Des enseignants de l’Université du Zimbabwe (UZ) ont été arrêtés pour une protestation salariale

Maria

University Zimbabwe (UZ) lecturers arrested over salary protest

Trois conférenciers de l’Université du Zimbabwe (UZ) ont été arrêtés par la police de la République du Zimbabwe (ZRP) après avoir organisé une manifestation à l’institution pour une mauvaise rémunération.

Mercredi matin, les professeurs de l’UZ se sont mis en grève sur des salaires bas, qui, selon eux, ont perdu le pouvoir d’achat au milieu de la détérioration du climat économique du pays.

Pendant son séjour à l’université, la police a arrêté les dirigeants de l’Association of University Teachers (AUT).

Le président de l’AUT, Philémon Chamburuka, a déclaré à Newzimbabwe.com qu’ils avaient été en colère par les arrestations de leurs membres.

« Le statu quo est que la grève est en cours. Pour l’instant, nous encourageons nos membres à ne pas faire rapport pour le devoir. Nous ne sommes pas intimidés. Nous sommes furieux par les arrestations de nos collègues », a déclaré Chamburuka.

Les professeurs UZ sont mécontents de leur salaire mensuel de 250 $ US et de 6 000 en zig.
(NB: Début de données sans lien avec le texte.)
//! Common error types for Klangbild

use thiserror::Error;

/// Common result type for Klangbild operations
pub type Result<T> = std::result::Result<T, Error>;

/// Common error types across Klangbild services
#[derive(Error, Debug)]
pub enum Error {
    /// Configuration loading or validation error
    #[error("Configuration error: {0}")]
    Config(String),
}
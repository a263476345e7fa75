//! Server-Sent Events for transaction progress
//!
//! Streams `TransactionCreated`, `StatusChanged` and `MusicStatusChanged`
//! events with a heartbeat comment every 15 seconds.

use crate::AppState;
use axum::{
    extract::State,
    response::sse::{Event, KeepAlive, Sse},
};
use futures::stream::Stream;
use std::convert::Infallible;
use std::time::Duration;
use tokio::sync::broadcast::error::RecvError;
use tracing::{debug, info, warn};

/// GET /events
pub async fn event_stream(
    State(state): State<AppState>,
) -> Sse<impl Stream<Item = Result<Event, Infallible>>> {
    info!("New SSE client connected to transaction events");

    let mut rx = state.event_bus.subscribe();

    let stream = async_stream::stream! {
        yield Ok(Event::default().event("ConnectionStatus").data("connected"));

        loop {
            tokio::select! {
                _ = tokio::time::sleep(Duration::from_secs(15)) => {
                    debug!("SSE: Sending heartbeat");
                    yield Ok(Event::default().comment("heartbeat"));
                }

                received = rx.recv() => {
                    match received {
                        Ok(event) => {
                            let event_type = event.event_type();
                            match serde_json::to_string(&event) {
                                Ok(event_json) => {
                                    yield Ok(Event::default().event(event_type).data(event_json));
                                }
                                Err(e) => {
                                    warn!("SSE: Failed to serialize event {}: {}", event_type, e);
                                }
                            }
                        }
                        Err(RecvError::Lagged(skipped)) => {
                            warn!("SSE: Client lagged, {} events skipped", skipped);
                        }
                        Err(RecvError::Closed) => break,
                    }
                }
            }
        }
    };

    Sse::new(stream).keep_alive(
        KeepAlive::new()
            .interval(Duration::from_secs(15))
            .text("heartbeat"),
    )
}
//! Lifecycle status codes
//!
//! One enumeration serves both the main pipeline (`status`) and the secondary
//! audio pipeline (`musicStatus`). The two pipelines accept different
//! transition tables, see [`StatusCode::can_advance_main`] and
//! [`StatusCode::can_advance_music`].

use serde::{Deserialize, Serialize};
use std::fmt;

/// Lifecycle state of a pipeline
#[derive(Debug, Clone, Copy, PartialEq, Eq, Hash, Serialize, Deserialize)]
#[serde(rename_all = "SCREAMING_SNAKE_CASE")]
pub enum StatusCode {
    /// No stage active (fresh, queued, or between analysis and generation)
    Idling,
    /// Vision analysis in progress
    RunningAnalysis,
    /// Image or audio synthesis in progress
    RunningGeneration,
    /// Finished successfully (terminal)
    Success,
    /// Finished with an error (terminal)
    Error,
}

impl StatusCode {
    /// Position in the lifecycle order
    ///
    /// `SUCCESS` and `ERROR` share the terminal rank.
    pub fn rank(self) -> u8 {
        match self {
            StatusCode::Idling => 0,
            StatusCode::RunningAnalysis => 1,
            StatusCode::RunningGeneration => 2,
            StatusCode::Success | StatusCode::Error => 3,
        }
    }

    /// Check if status is terminal (finished)
    pub fn is_terminal(self) -> bool {
        matches!(self, StatusCode::Success | StatusCode::Error)
    }

    /// Wire representation, identical to the serde form
    pub fn as_str(self) -> &'static str {
        match self {
            StatusCode::Idling => "IDLING",
            StatusCode::RunningAnalysis => "RUNNING_ANALYSIS",
            StatusCode::RunningGeneration => "RUNNING_GENERATION",
            StatusCode::Success => "SUCCESS",
            StatusCode::Error => "ERROR",
        }
    }

    /// Transition table for the main pipeline
    ///
    /// `IDLING → RUNNING_ANALYSIS → IDLING (handoff) → RUNNING_GENERATION →
    /// {SUCCESS | ERROR}`. The handoff back to `IDLING` is the only accepted
    /// regression, and `RUNNING_ANALYSIS → RUNNING_GENERATION` is accepted
    /// when the handoff marker is disabled. `ERROR` is reachable from any
    /// non-terminal state.
    pub fn can_advance_main(self, next: StatusCode) -> bool {
        use StatusCode::*;
        match (self, next) {
            (from, _) if from.is_terminal() => false,
            (_, Error) => true,
            (Idling, RunningAnalysis)
            | (RunningAnalysis, Idling)
            | (RunningAnalysis, RunningGeneration)
            | (Idling, RunningGeneration)
            | (RunningGeneration, Success) => true,
            _ => false,
        }
    }

    /// Transition table for the secondary (audio) pipeline
    ///
    /// `IDLING (queued) → RUNNING_GENERATION → {SUCCESS | ERROR}`; a queued
    /// task may also fail straight to `ERROR`.
    pub fn can_advance_music(self, next: StatusCode) -> bool {
        use StatusCode::*;
        matches!(
            (self, next),
            (Idling, RunningGeneration)
                | (Idling, Error)
                | (RunningGeneration, Success)
                | (RunningGeneration, Error)
        )
    }
}

impl Default for StatusCode {
    fn default() -> Self {
        StatusCode::Idling
    }
}

impl fmt::Display for StatusCode {
    fn fmt(&self, f: &mut fmt::Formatter<'_>) -> fmt::Result {
        f.write_str(self.as_str())
    }
}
Leur sort est en outre aggravé par un manque d’outils de travail, les forçant à utiliser leur propre équipement pour exercer leurs tâches.

L’AUT exige un salaire mensuel de 2 500 $ US pour ses membres, faisant valoir que cela est conforme aux salaires d’autres établissements d’apprentissage de la région.

Dans une lettre adressée à l’université et copiée au ministère de l’enseignement supérieur et tertiaire, le NUT a déclaré qu’il en avait marre de l’échec du gouvernement à s’attaquer aux griefs des travailleurs.

«Malgré un engagement prolongé sur 18 mois, l’employeur et le ministre n’ont pas répondu aux demandes d’AUT ni à faire une offre alternative raisonnable, ce qui a entraîné la délivrance d’un certificat sans règlement.

«Le différend reste non résolu, et les professeurs et leurs familles languissent dans l’extrême pauvreté, avec un salaire mensuel net inférieur à 250 $ US et 6 000 zig – une somme à partir de laquelle l’employeur s’attend durement et injustement aux employés qu’ils sous-tendent les biens personnels comme outils de travail, notamment des ordinateurs portables, des smartphones, des données et des transports au travail.

«L’automobile, en tant que syndicat enregistré, et les employés ont l’intention d’exercer leurs droits en vertu de l’article 104 (2) de la loi sur le travail, tel que lu avec l’article 65 (3) de la Constitution du Zimbabwe, pour se lancer dans une action collective, y compris une grève, pour la résolution effective du différend», a lu la lettre.